I cannot be the only one…who lives in a house ran by boys and who knows that, even with their brawny efforts, making Valentine’s Day anything other than a run-of-the-mill Friday will be up to me, and this includes the Sonny Boy’s valentine exchange at school.
In typical Sonny Boy fashion, he showed no interest in my suggestions, and with ample time still available before V-Day, I let it go, planning on returning to this inquiry at a later date.
When the list of names (that was incomplete, by the way, sorry to the kids the teacher forgot to include) and information concerning how the kindergarten class gets down for Valentine's Day came home in Sonny Boy’s backpack a week ago, I bridged the valentine choice gap again. I began naming off ridiculous character themed valentines that have no business clogging up my brain for to him to choose from. Again, no choice was made.

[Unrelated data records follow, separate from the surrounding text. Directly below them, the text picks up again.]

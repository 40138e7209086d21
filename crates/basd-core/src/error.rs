//! Error taxonomy and cell-local diagnostics for the engine.
//!
//! [`Error`] carries only conditions that abort a run. Cell-local issues
//! (fit fallback, an all-invalid time series, a capped climatology value,
//! ...) are not errors: they are pushed onto a [`Diagnostics`] sink and the
//! affected cell proceeds or is skipped, per spec.

use thiserror::Error;

/// Result type for engine operations.
pub type Result<T> = std::result::Result<T, Error>;

/// Fatal errors that abort a run.
#[derive(Error, Debug)]
pub enum Error {
    /// Invalid bounds, inconsistent distribution/bounds, invalid month list
    /// or step size, inconsistent shapes across roles.
    #[error("configuration error: {0}")]
    Config(String),

    /// Missing coordinate variables, non-proleptic-Gregorian calendar,
    /// non-nested grids, gaps in period coverage.
    #[error("data error: {0}")]
    Data(String),

    /// Inf/nan remaining in a cell's output after adjustment.
    #[error("numerical error at {location}: {message}")]
    Numerical { location: String, message: String },

    /// A `GridStore` read or write failed.
    #[error("grid store error: {0}")]
    Store(String),
}

/// A single cell-local warning, as described in spec §7.
#[derive(Debug, Clone, PartialEq)]
pub struct Warning {
    /// Human-readable location tag (e.g. a formatted `i_loc` tuple).
    pub location: String,
    pub message: String,
}

impl Warning {
    pub fn new(location: impl Into<String>, message: impl Into<String>) -> Self {
        Self {
            location: location.into(),
            message: message.into(),
        }
    }
}

/// Accumulates cell-local warnings for a run.
///
/// Mirrors the source's `--repeat-warnings` flag: by default, identical
/// `(location, message)` pairs are recorded only once.
#[derive(Debug, Default)]
pub struct Diagnostics {
    repeat: bool,
    seen: std::collections::HashSet<(String, String)>,
    warnings: Vec<Warning>,
}

impl Diagnostics {
    pub fn new(repeat_warnings: bool) -> Self {
        Self {
            repeat: repeat_warnings,
            seen: std::collections::HashSet::new(),
            warnings: Vec::new(),
        }
    }

    /// Record a warning, honoring the dedup policy.
    pub fn warn(&mut self, location: impl Into<String>, message: impl Into<String>) {
        let location = location.into();
        let message = message.into();
        if !self.repeat {
            let key = (location.clone(), message.clone());
            if !self.seen.insert(key) {
                return;
            }
        }
        self.warnings.push(Warning::new(location, message));
    }

    pub fn warnings(&self) -> &[Warning] {
        &self.warnings
    }

    pub fn is_empty(&self) -> bool {
        self.warnings.is_empty()
    }

    pub fn merge(&mut self, other: Diagnostics) {
        for w in other.warnings {
            self.warn(w.location, w.message);
        }
    }
}

#[cfg(test)]
mod tests {
    use super::*;

    #[test]
    fn dedups_identical_warnings_by_default() {
        let mut d = Diagnostics::new(false);
        d.warn("(3, 4)", "fit failed");
        d.warn("(3, 4)", "fit failed");
        d.warn("(3, 5)", "fit failed");
        assert_eq!(d.warnings().len(), 2);
    }

    #[test]
    fn repeat_warnings_keeps_duplicates() {
        let mut d = Diagnostics::new(true);
        d.warn("(3, 4)", "fit failed");
        d.warn("(3, 4)", "fit failed");
        assert_eq!(d.warnings().len(), 2);
    }
}
/// Abstraction a per-cell job uses to reach the `GridStore`, whether that
/// means sending a message to the I/O coordinator thread (parallel mode) or
/// calling directly into an owned store (the `n_processes <= 1` fast path).
pub trait CellIo {
    fn load(&self, role: &str, cell: &CellIndex, variables: &[String]) -> Result<CellPayload>;
    fn save(&self, role: &str, cell: &CellIndex, variables: &[String], payload: CellPayload) -> Result<()>;
}

enum IoRequest {
    Load { role: String, cell: CellIndex, variables: Vec<String>, reply: Sender<Result<CellPayload>> },
    Save { role: String, cell: CellIndex, variables: Vec<String>, payload: CellPayload, reply: Sender<Result<()>> },
}

/// A worker's handle to the I/O coordinator thread: send a request, block
/// on a fresh per-call reply channel. Cheap to clone (an `mpsc::Sender`
/// clone) once per worker thread.
#[derive(Clone)]
pub struct IoHandle {
    requests: Sender<IoRequest>,
}

impl CellIo for IoHandle {
    fn load(&self, role: &str, cell: &CellIndex, variables: &[String]) -> Result<CellPayload> {
        let (reply, reply_rx) = mpsc::channel();
        self.requests
            .send(IoRequest::Load {
                role: role.to_string(),
                cell: cell.clone(),
                variables: variables.to_vec(),
                reply,
            })
            .map_err(|_| Error::Store("I/O coordinator has shut down".into()))?;
        reply_rx
            .recv()
            .map_err(|_| Error::Store("I/O coordinator dropped the reply channel".into()))?
    }

    fn save(&self, role: &str, cell: &CellIndex, variables: &[String], payload: CellPayload) -> Result<()> {
        let (reply, reply_rx) = mpsc::channel();
        self.requests
            .send(IoRequest::Save {
                role: role.to_string(),
                cell: cell.clone(),
                variables: variables.to_vec(),
                payload,
                reply,
            })
            .map_err(|_| Error::Store("I/O coordinator has shut down".into()))?;
        reply_rx
            .recv()
            .map_err(|_| Error::Store("I/O coordinator dropped the reply channel".into()))?
    }
}

/// Owns `store` and answers [`IoRequest`]s until every [`IoHandle`] sender
/// has been dropped. All writes sync before replying, so a worker observing
/// a successful save knows the cell's output is durable (spec §4.9).
fn run_io_coordinator(mut store: impl GridStore, requests: Receiver<IoRequest>) {
    for request in requests {
        match request {
            IoRequest::Load { role, cell, variables, reply } => {
                let result = store.read_cell(&role, &cell, &variables);
                let _ = reply.send(result);
            }
            IoRequest::Save { role, cell, variables, payload, reply } => {
                let result = store.write_cell(&role, &cell, &variables, &payload).and_then(|()| store.sync());
                let _ = reply.send(result);
            }
        }
    }
}
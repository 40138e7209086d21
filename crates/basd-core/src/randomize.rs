//! C2: randomization of censored (beyond-threshold) values and replacement
//! of invalid (missing/inf/nan) values by sampling from the valid part of
//! the same series. Grounded in `utility_functions.py`'s
//! `randomize_censored_values_core` and `sample_invalid_values_core`.

use crate::error::{Diagnostics, Error, Result};
use crate::numerics::percentile1d;
use rand::Rng;

/// Randomizes (or, in `inverse` mode, de-randomizes) values at or beyond a
/// bound/threshold pair in-place. `lower` selects whether `y <= threshold`
/// (lower bound side) or `y >= threshold` (upper bound side) is censored.
/// Ranks among the censored values are preserved using a random tie
/// breaker, matching the source's `rank(method='first')` over a shuffled
/// copy.
fn randomize_censored_core(
    y: &mut [f64],
    bound: f64,
    threshold: f64,
    inverse: bool,
    power: f64,
    lower: bool,
    rng: &mut impl Rng,
) {
    let idx: Vec<usize> = (0..y.len())
        .filter(|&i| if lower { y[i] <= threshold } else { y[i] >= threshold })
        .collect();
    if idx.is_empty() {
        return;
    }
    if inverse {
        for &i in &idx {
            y[i] = bound;
        }
        return;
    }
    let n = idx.len();
    let mut v: Vec<f64> = (0..n)
        .map(|_| bound + rng.gen::<f64>().powf(power) * (threshold - bound))
        .collect();
    v.sort_by(|a, b| a.partial_cmp(b).unwrap());

    let mut shuffle_order: Vec<usize> = (0..n).collect();
    {
        use rand::seq::SliceRandom;
        shuffle_order.shuffle(rng);
    }
    let mut priority = vec![0usize; n];
    for (order_pos, &i) in shuffle_order.iter().enumerate() {
        priority[i] = order_pos;
    }
    let values: Vec<f64> = idx.iter().map(|&i| y[i]).collect();
    let mut order: Vec<usize> = (0..n).collect();
    order.sort_by(|&a, &b| {
        values[a]
            .partial_cmp(&values[b])
            .unwrap()
            .then(priority[a].cmp(&priority[b]))
    });
    let mut rank = vec![0usize; n];
    for (r, &i) in order.iter().enumerate() {
        rank[i] = r;
    }
    for (k, &i) in idx.iter().enumerate() {
        y[i] = v[rank[k]];
    }
}

/// Input parameters for [`randomize_censored`], mirroring
/// `randomize_censored_values`'s optional bound/threshold/power arguments.
#[derive(Debug, Clone, Default)]
pub struct CensorBounds {
    pub lower_bound: Option<f64>,
    pub lower_threshold: Option<f64>,
    pub upper_bound: Option<f64>,
    pub upper_threshold: Option<f64>,
    pub lower_power: f64,
    pub upper_power: f64,
}

/// Randomizes (`inverse = false`) or collapses back to the bound
/// (`inverse = true`) values beyond `bounds`' thresholds in `x`, returning a
/// new vector.
pub fn randomize_censored(
    x: &[f64],
    bounds: &CensorBounds,
    inverse: bool,
    rng: &mut impl Rng,
) -> Vec<f64> {
    let mut y = x.to_vec();
    if let (Some(b), Some(t)) = (bounds.lower_bound, bounds.lower_threshold) {
        randomize_censored_core(&mut y, b, t, inverse, bounds.lower_power, true, rng);
    }
    if let (Some(b), Some(t)) = (bounds.upper_bound, bounds.upper_threshold) {
        randomize_censored_core(&mut y, b, t, inverse, bounds.upper_power, false, rng);
    }
    y
}

/// Average of the valid entries in `values`, with beyond-threshold values
/// first collapsed to their bound (`average_respecting_bounds` /
/// `average_valid_values`), used as the invalid-value fallback mean and as
/// the long-term mean fed into `sample_invalid`.
pub fn average_valid_values(
    values: &[f64],
    invalid: &[bool],
    if_all_invalid_use: f64,
    lower_bound: Option<f64>,
    lower_threshold: Option<f64>,
    upper_bound: Option<f64>,
    upper_threshold: Option<f64>,
) -> f64 {
    let valid: Vec<f64> = values.iter().zip(invalid).filter(|(_, &inv)| !inv).map(|(&v, _)| v).collect();
    if valid.is_empty() {
        return if_all_invalid_use;
    }
    let adjusted: Vec<f64> = valid
        .iter()
        .map(|&v| {
            if let (Some(lb), Some(lt)) = (lower_bound, lower_threshold) {
                if v <= lt {
                    return lb;
                }
            }
            if let (Some(ub), Some(ut)) = (upper_bound, upper_threshold) {
                if v >= ut {
                    return ub;
                }
            }
            v
        })
        .collect();
    adjusted.iter().sum::<f64>() / adjusted.len() as f64
}

/// Zero-indexed rank of each element under ascending order, ties broken by
/// original position (stable).
fn rank_ascending(values: &[f64]) -> Vec<usize> {
    let mut order: Vec<usize> = (0..values.len()).collect();
    order.sort_by(|&a, &b| values[a].partial_cmp(&values[b]).unwrap().then(a.cmp(&b)));
    let mut rank = vec![0usize; values.len()];
    for (r, &i) in order.iter().enumerate() {
        rank[i] = r;
    }
    rank
}

/// Linear interpolation with linear (not constant) extrapolation beyond the
/// endpoints, matching `scipy.interpolate.interp1d(..., fill_value='extrapolate')`.
fn linear_interp_extrapolate(xs: &[f64], ys: &[f64], x: f64) -> f64 {
    let n = xs.len();
    if n == 1 {
        return ys[0];
    }
    let (i0, i1) = if x <= xs[0] {
        (0, 1)
    } else if x >= xs[n - 1] {
        (n - 2, n - 1)
    } else {
        let mut j = 0;
        while j + 1 < n && xs[j + 1] < x {
            j += 1;
        }
        (j, j + 1)
    };
    let t = (x - xs[i0]) / (xs[i1] - xs[i0]);
    ys[i0] + t * (ys[i1] - ys[i0])
}

/// Replaces invalid entries (flagged by `invalid`) in `d` by sampling from
/// its valid entries, preserving the approximate trend of the valid part by
/// reshuffling sampled values into rank order interpolated from neighboring
/// valid positions. Returns an error only when there are no valid values at
/// all and `if_all_invalid_use` is NaN (matching the source's hard
/// `ValueError`); callers should treat that as a skip-this-cell condition,
/// not abort the run.
pub fn sample_invalid(
    d: &[f64],
    invalid: &[bool],
    if_all_invalid_use: f64,
    rng: &mut impl Rng,
    location: &str,
    diagnostics: &mut Diagnostics,
) -> Result<Vec<f64>> {
    assert_eq!(d.len(), invalid.len());
    let n_invalid = invalid.iter().filter(|&&b| b).count();
    if n_invalid == 0 {
        return Ok(d.to_vec());
    }
    let n = d.len();
    let n_valid = n - n_invalid;
    let mut out = d.to_vec();
    if n_valid == 0 {
        if if_all_invalid_use.is_nan() {
            return Err(Error::Data(format!(
                "{location}: found no valid value(s) and if_all_invalid_use is NaN"
            )));
        }
        diagnostics.warn(
            location,
            format!("found no valid value(s): setting them all to {if_all_invalid_use}"),
        );
        out.iter_mut().for_each(|v| *v = if_all_invalid_use);
        return Ok(out);
    }

    diagnostics.warn(
        location,
        format!("replacing {n_invalid} invalid value(s) by sampling from {n_valid} valid value(s)"),
    );

    let i_valid: Vec<usize> = (0..n).filter(|&i| !invalid[i]).collect();
    let d_valid: Vec<f64> = i_valid.iter().map(|&i| d[i]).collect();
    let p_sampled: Vec<f64> = (0..n_invalid).map(|_| rng.gen::<f64>()).collect();
    let d_sampled = percentile1d(&d_valid, &p_sampled);

    let i_invalid: Vec<usize> = (0..n).filter(|&i| invalid[i]).collect();
    if n_valid == 1 {
        for (k, &i) in i_invalid.iter().enumerate() {
            out[i] = d_sampled[k];
        }
        return Ok(out);
    }

    let r_valid: Vec<f64> = rank_ascending(&d_valid).into_iter().map(|r| r as f64).collect();
    let i_valid_f: Vec<f64> = i_valid.iter().map(|&i| i as f64).collect();
    let interpolated_rank: Vec<f64> = i_invalid
        .iter()
        .map(|&i| linear_interp_extrapolate(&i_valid_f, &r_valid, i as f64))
        .collect();
    let r_sampled = rank_ascending(&interpolated_rank);

    let mut sorted_sampled = d_sampled.clone();
    sorted_sampled.sort_by(|a, b| a.partial_cmp(b).unwrap());
    for (k, &i) in i_invalid.iter().enumerate() {
        out[i] = sorted_sampled[r_sampled[k]];
    }
    Ok(out)
}

#[cfg(test)]
mod tests {
    use super::*;
    use rand::SeedableRng;
    use rand_chacha::ChaCha8Rng;

    #[test]
    fn randomize_censored_replaces_only_beyond_threshold() {
        let mut rng = ChaCha8Rng::seed_from_u64(1);
        let x = vec![-1.0, 0.0, 0.5, 1.0, 2.0];
        let bounds = CensorBounds {
            lower_bound: Some(-1.0),
            lower_threshold: Some(0.0),
            lower_power: 1.0,
            ..Default::default()
        };
        let y = randomize_censored(&x, &bounds, false, &mut rng);
        assert_eq!(y[2], 0.5);
        assert_eq!(y[3], 1.0);
        assert_eq!(y[4], 2.0);
        for &v in &y[..2] {
            assert!(v >= -1.0 && v <= 0.0);
        }
    }

    #[test]
    fn randomize_censored_inverse_collapses_to_bound() {
        let mut rng = ChaCha8Rng::seed_from_u64(1);
        let x = vec![-0.3, 5.0];
        let bounds = CensorBounds {
            lower_bound: Some(-1.0),
            lower_threshold: Some(0.0),
            lower_power: 1.0,
            ..Default::default()
        };
        let y = randomize_censored(&x, &bounds, true, &mut rng);
        assert_eq!(y[0], -1.0);
        assert_eq!(y[1], 5.0);
    }

    #[test]
    fn sample_invalid_fills_from_valid_neighbors() {
        let mut rng = ChaCha8Rng::seed_from_u64(7);
        let d = vec![1.0, f64::NAN, 3.0, 4.0, f64::NAN];
        let invalid: Vec<bool> = d.iter().map(|v| v.is_nan()).collect();
        let mut diag = Diagnostics::new(false);
        let out = sample_invalid(&d, &invalid, f64::NAN, &mut rng, "cell", &mut diag).unwrap();
        assert_eq!(out[0], 1.0);
        assert_eq!(out[2], 3.0);
        assert_eq!(out[3], 4.0);
        assert!(out[1].is_finite());
        assert!(out[4].is_finite());
        assert!(!diag.is_empty());
    }

    #[test]
    fn sample_invalid_errors_when_all_invalid_and_fallback_is_nan() {
        let mut rng = ChaCha8Rng::seed_from_u64(1);
        let d = vec![f64::NAN, f64::NAN];
        let invalid = vec![true, true];
        let mut diag = Diagnostics::new(false);
        let err = sample_invalid(&d, &invalid, f64::NAN, &mut rng, "cell", &mut diag).unwrap_err();
        assert!(matches!(err, Error::Data(_)));
    }

    #[test]
    fn sample_invalid_uses_fallback_value_when_all_invalid() {
        let mut rng = ChaCha8Rng::seed_from_u64(1);
        let d = vec![f64::NAN, f64::NAN];
        let invalid = vec![true, true];
        let mut diag = Diagnostics::new(false);
        let out = sample_invalid(&d, &invalid, 0.0, &mut rng, "cell", &mut diag).unwrap();
        assert_eq!(out, vec![0.0, 0.0]);
    }
}
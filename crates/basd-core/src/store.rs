//! `GridStore`: the external collaborator spec §6 names for reading and
//! writing gridded time series. Real NetCDF I/O is out of scope (spec
//! Non-goals); this module carries the trait plus an in-memory reference
//! implementation used by tests and by the CLI's dry-run path.

use crate::error::{Error, Result};
use crate::model::{Grid, RoleData};

/// Index of a single spatial cell, one entry per `Grid` axis, in axis order.
pub type CellIndex = Vec<usize>;

/// A named variable's data for one role, as read from or written to a
/// `GridStore`.
#[derive(Debug, Clone)]
pub struct CellPayload {
    pub role: RoleData,
}

/// Abstraction over a gridded-dataset backend. Implementations own the
/// concrete file format; the engine only calls this trait.
pub trait GridStore {
    /// The spatial grid shared by all roles and variables in this store.
    fn grid(&self) -> &Grid;

    /// Reads one role's full time series for one cell, across all of that
    /// role's configured variables, in the order `variable_names` lists.
    fn read_cell(
        &self,
        role: &str,
        cell: &CellIndex,
        variable_names: &[String],
    ) -> Result<CellPayload>;

    /// Writes an adjusted/downscaled result back for one cell.
    fn write_cell(
        &mut self,
        role: &str,
        cell: &CellIndex,
        variable_names: &[String],
        data: &CellPayload,
    ) -> Result<()>;

    /// Flushes buffered writes. A no-op for stores that write eagerly.
    fn sync(&mut self) -> Result<()> {
        Ok(())
    }

    /// Enumerates every cell index in the store's spatial domain, in a
    /// deterministic row-major order over `grid().axes`.
    fn cell_indices(&self) -> Vec<CellIndex> {
        let shape = self.grid().space_shape();
        let mut out = vec![Vec::new()];
        for &len in &shape {
            let mut next = Vec::with_capacity(out.len() * len.max(1));
            for idx in &out {
                for i in 0..len {
                    let mut v = idx.clone();
                    v.push(i);
                    next.push(v);
                }
            }
            out = next;
        }
        out
    }
}

/// In-memory `GridStore` keyed by `(role, cell)`, used by tests and by the
/// in-process synchronous orchestration path (spec §5, `n_processes <= 1`).
#[derive(Debug, Default)]
pub struct MemoryGridStore {
    grid: Grid,
    cells: std::collections::HashMap<(String, CellIndex), CellPayload>,
}

impl MemoryGridStore {
    pub fn new(grid: Grid) -> Self {
        Self { grid, cells: Default::default() }
    }

    pub fn insert(&mut self, role: impl Into<String>, cell: CellIndex, payload: CellPayload) {
        self.cells.insert((role.into(), cell), payload);
    }
}

impl GridStore for MemoryGridStore {
    fn grid(&self) -> &Grid {
        &self.grid
    }

    fn read_cell(
        &self,
        role: &str,
        cell: &CellIndex,
        _variable_names: &[String],
    ) -> Result<CellPayload> {
        self.cells
            .get(&(role.to_string(), cell.clone()))
            .cloned()
            .ok_or_else(|| Error::Store(format!("no data for role {role} at cell {cell:?}")))
    }

    fn write_cell(
        &mut self,
        role: &str,
        cell: &CellIndex,
        _variable_names: &[String],
        data: &CellPayload,
    ) -> Result<()> {
        self.cells.insert((role.to_string(), cell.clone()), data.clone());
        Ok(())
    }
}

I can already see the storm clouds rolling in over the dinning room table, where I am going to have to practically sit on Sonny Boy’s lap and hold his pencil wielding hand to write the To’s and From’s on these silly pieces of heart laden paper to make this happen. This valentine exchange tradition mixed with my Sonny Boy's complete lack of enthusiasm is not lovely or charming, it’s annoying. The darlings in his classroom are not looking forward to receiving a Valentine from old lady Sonny Boy, they want candy hearts with ridiculous text message abbreviations on them (“LOL” and “TXT ME”), not my handwriting and possible red wine spills.
This Valentine's Day, when you are emptying your precious little one’s backpack of all the paper hearts and red lollies that stain their newly forming teeth, take a minute and remember all the other parents that also had to force their children to print their shaky handwriting on all this Valentine's Day stuff and know you are definitely not the only one who had to force the love.